12 This approach finds its roots in Re a company (No 000477 of 1986) [1986] BCLC 376 (“Re A Company”), where Hoffmann J adopted the House of Lord’s approach in Ebrahimi v Westbourne Galleries Ltd [1973] AC 360 (“Ebrahimi”). Ebrahimi concerned a quasi-partnership where it was argued that it was “just and equitable” in the circumstance to wind it up. Lord Wilberforce recognised at 379 that the “personal character arising between one individual and another” may “make it unjust, or inequitable, to insist on legal rights, or to exercise them in a particular way”. Accordingly, “rights, expectations and obligations inter se which are not necessarily submerged in the company structure” could affect whether the controllers had acted in a manner which was unjust and inequitable so as to necessitate a winding up.

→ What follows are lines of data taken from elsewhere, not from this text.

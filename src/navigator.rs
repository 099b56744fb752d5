use ratatui::{
    Frame,
    layout::{Alignment, Constraint, Layout, Rect},
    style::{Color, Modifier, Style},
    text::{Line, Span},
    widgets::{Block, BorderType, Borders, Paragraph, Wrap},
};

use crate::assets::AssetStatus;
use crate::catalog::{
    APP_TAGLINE, APP_TITLE, FOOTER_TEXT, HEALTH_TIPS, HealthTip, SERIES_TITLE, Scene, WELCOME_TEXT,
};
use crate::controller::Session;
use crate::theme::Theme;

pub const NAVIGATOR_HEIGHT: u16 = 4;

fn status_mark(status: Option<AssetStatus>) -> char {
    match status {
        Some(AssetStatus::Ready) => '✓',
        Some(AssetStatus::Loading) => '…',
        Some(AssetStatus::Failed) => '!',
        None => ' ',
    }
}

/// Text of one navigator tile, fitted to `width` columns.
fn tile_label(index: usize, scene: &Scene, status: Option<AssetStatus>, width: usize) -> String {
    let head = format!("{}{}", index + 1, status_mark(status));
    let mut label = if width >= head.chars().count() + 4 {
        let room = width - head.chars().count() - 2;
        let title: String = if scene.title.chars().count() > room {
            let t: String = scene.title.chars().take(room.saturating_sub(1)).collect();
            format!("{}…", t.trim_end())
        } else {
            scene.title.to_string()
        };
        format!(" {head} {title}")
    } else {
        format!(" {head}")
    };
    let len = label.chars().count();
    if len < width {
        label.push_str(&" ".repeat(width - len));
    }
    label.chars().take(width).collect()
}

fn progress_dots(count: usize, current: usize, theme: &Theme) -> Line<'static> {
    let spans: Vec<Span<'static>> = (0..count)
        .map(|i| {
            if i == current {
                Span::styled("━━ ", Style::default().fg(theme.accent))
            } else {
                Span::styled("● ", Style::default().fg(theme.dimmed))
            }
        })
        .collect();
    Line::from(spans).alignment(Alignment::Center)
}

pub fn draw_header(
    frame: &mut Frame,
    area: Rect,
    session: Session,
    total: usize,
    completed: usize,
    theme: &Theme,
) {
    let mut right = vec![Span::styled(
        format!(" {completed}/{total} ready "),
        Style::default().fg(theme.dimmed),
    )];
    if session.autoplay {
        right.push(Span::styled(
            " Autoplay ",
            Style::default().fg(Color::Black).bg(theme.accent),
        ));
        right.push(Span::raw(" "));
    }
    let left = Line::from(vec![
        Span::styled(
            format!(" {APP_TITLE} "),
            Style::default().fg(Color::Black).bg(theme.accent).add_modifier(Modifier::BOLD),
        ),
        Span::raw("  "),
        Span::styled(SERIES_TITLE, Style::default().fg(theme.text)),
        Span::styled(
            format!("  ·  Scene {} of {total}", session.current_index + 1),
            Style::default().fg(theme.dimmed),
        ),
    ]);
    let header = Paragraph::new(left).block(
        Block::default()
            .borders(Borders::ALL)
            .border_type(BorderType::Rounded)
            .title_top(Line::from(right).alignment(Alignment::Right)),
    );
    frame.render_widget(header, area);
}

/// Scene tiles plus progress dots. `statuses[i]` is the cache status of
/// `scenes[i]`.
pub fn draw_navigator(
    frame: &mut Frame,
    area: Rect,
    scenes: &[Scene],
    statuses: &[Option<AssetStatus>],
    current: usize,
    theme: &Theme,
) {
    let block = Block::default()
        .borders(Borders::ALL)
        .border_type(BorderType::Rounded)
        .title(" Scenes ");
    let inner = block.inner(area);
    frame.render_widget(block, area);
    if scenes.is_empty() || inner.width == 0 || inner.height == 0 {
        return;
    }

    let tile_w = (inner.width as usize / scenes.len()).max(3);
    let tiles: Vec<Span<'static>> = scenes
        .iter()
        .enumerate()
        .map(|(i, scene)| {
            let status = statuses.get(i).copied().flatten();
            let style = if i == current {
                Style::default().fg(Color::Black).bg(theme.accent).add_modifier(Modifier::BOLD)
            } else {
                match status {
                    Some(AssetStatus::Ready) => Style::default().fg(theme.positive),
                    Some(AssetStatus::Failed) => Style::default().fg(theme.negative),
                    _ => Style::default().fg(theme.dimmed),
                }
            };
            Span::styled(tile_label(i, scene, status, tile_w), style)
        })
        .collect();

    let [tiles_area, dots_area] =
        Layout::vertical([Constraint::Length(1), Constraint::Length(1)]).areas(inner);
    frame.render_widget(Paragraph::new(Line::from(tiles)), tiles_area);
    frame.render_widget(
        Paragraph::new(progress_dots(scenes.len(), current, theme)),
        dots_area,
    );
}

/// Welcome page shown before the first scene is opened.
pub fn draw_landing(frame: &mut Frame, area: Rect, theme: &Theme) {
    let block = Block::default()
        .borders(Borders::ALL)
        .border_type(BorderType::Rounded)
        .border_style(Style::default().fg(theme.accent))
        .title_bottom(Line::from(" t Colours  q Quit ").alignment(Alignment::Right));
    let inner = block.inner(area);
    frame.render_widget(block, area);

    let key = Style::default().fg(Color::Black).bg(theme.accent);
    let lines = vec![
        Line::styled(APP_TITLE, Style::default().fg(theme.accent).add_modifier(Modifier::BOLD)),
        Line::styled(APP_TAGLINE, Style::default().fg(theme.dimmed)),
        Line::raw(""),
        Line::styled(SERIES_TITLE, Style::default().fg(theme.text).add_modifier(Modifier::BOLD)),
        Line::raw(""),
        Line::styled(WELCOME_TEXT, Style::default().fg(theme.text)),
        Line::raw(""),
        Line::from(vec![
            Span::styled(" Enter ", key),
            Span::raw(" Start Learning    "),
            Span::styled(" a ", key),
            Span::raw(" Play All"),
        ]),
    ];
    let [_, body, tips, footer] = Layout::vertical([
        Constraint::Fill(1),
        Constraint::Length(12u16.min(inner.height)),
        Constraint::Length(TIP_HEIGHT),
        Constraint::Length(1),
    ])
    .areas(inner);
    let [_, body, _] = Layout::horizontal([
        Constraint::Fill(1),
        Constraint::Max(72),
        Constraint::Fill(1),
    ])
    .areas(body);
    frame.render_widget(
        Paragraph::new(lines).alignment(Alignment::Center).wrap(Wrap { trim: true }),
        body,
    );
    draw_health_tips(frame, tips, HEALTH_TIPS, theme);
    frame.render_widget(
        Paragraph::new(Line::styled(FOOTER_TEXT, Style::default().fg(theme.dimmed)))
            .alignment(Alignment::Center),
        footer,
    );
}

const TIP_HEIGHT: u16 = 6;

/// Side-by-side tip cards, one column each.
fn draw_health_tips(frame: &mut Frame, area: Rect, tips: &[HealthTip], theme: &Theme) {
    if tips.is_empty() || area.height == 0 {
        return;
    }
    let columns = Layout::horizontal(vec![Constraint::Fill(1); tips.len()]).split(area);
    for (tip, column) in tips.iter().zip(columns.iter()) {
        let card = Paragraph::new(Line::styled(tip.body, Style::default().fg(theme.text)))
            .wrap(Wrap { trim: true })
            .block(
                Block::default()
                    .borders(Borders::ALL)
                    .border_type(BorderType::Rounded)
                    .border_style(Style::default().fg(theme.secondary))
                    .title(Line::styled(
                        format!(" {} ", tip.title),
                        Style::default().fg(theme.accent).add_modifier(Modifier::BOLD),
                    )),
            );
        frame.render_widget(card, *column);
    }
}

13 In approving the approach taken in Ebrahimi, what Hoffmann J essentially did was to apply the same principles which guide the court in respect of the UK equivalent of s 254 CA (concerning just and equitable winding up) in the context of the UK equivalent of s 216 CA. At 378, Hoffmann J said:

[T]the interests of a member are not necessarily limited to his strict legal rights under the constitution of the company. The use of the word ‘unfairly’ in section 459 [of the UK Companies Act 1985], like the use of the words ‘just and equitable’ in [the UK equivalent of s 254 of the Companies Act] enables the court to have regard to wider equitable considerations. [emphasis added]

The phrase “wider equitable considerations” was taken from Lord Wilberforce’s judgment in Ebrahimi.

14 Subsequently, Hoffmann LJ expanded on this principle that informal understandings may give rise to “legitimate expectations” in Re Saul D Harrison & Sons plc [1995] 1 BCLC 14 (“Re Saul D Harrison”) at 19:

[T]he personal relationship between a shareholder and those who control the company may entitle him to say that it would in certain circumstances be unfair for them to exercise a power conferred by the articles upon the board or the company in general meeting. I have in the past ventured to borrow from public law the term 'legitimate expectation' to describe the correlative 'right' in the shareholder to which such a relationship may give rise. It often arises out of a fundamental understanding between the shareholders which formed the basis of their association but was not put into contractual form, such as an assumption that each of the parties who has ventured his capital will also participate in the management of the company and receive the return on his investment in the form of salary rather than dividend. [emphasis added]

15 Later in O’Neill at...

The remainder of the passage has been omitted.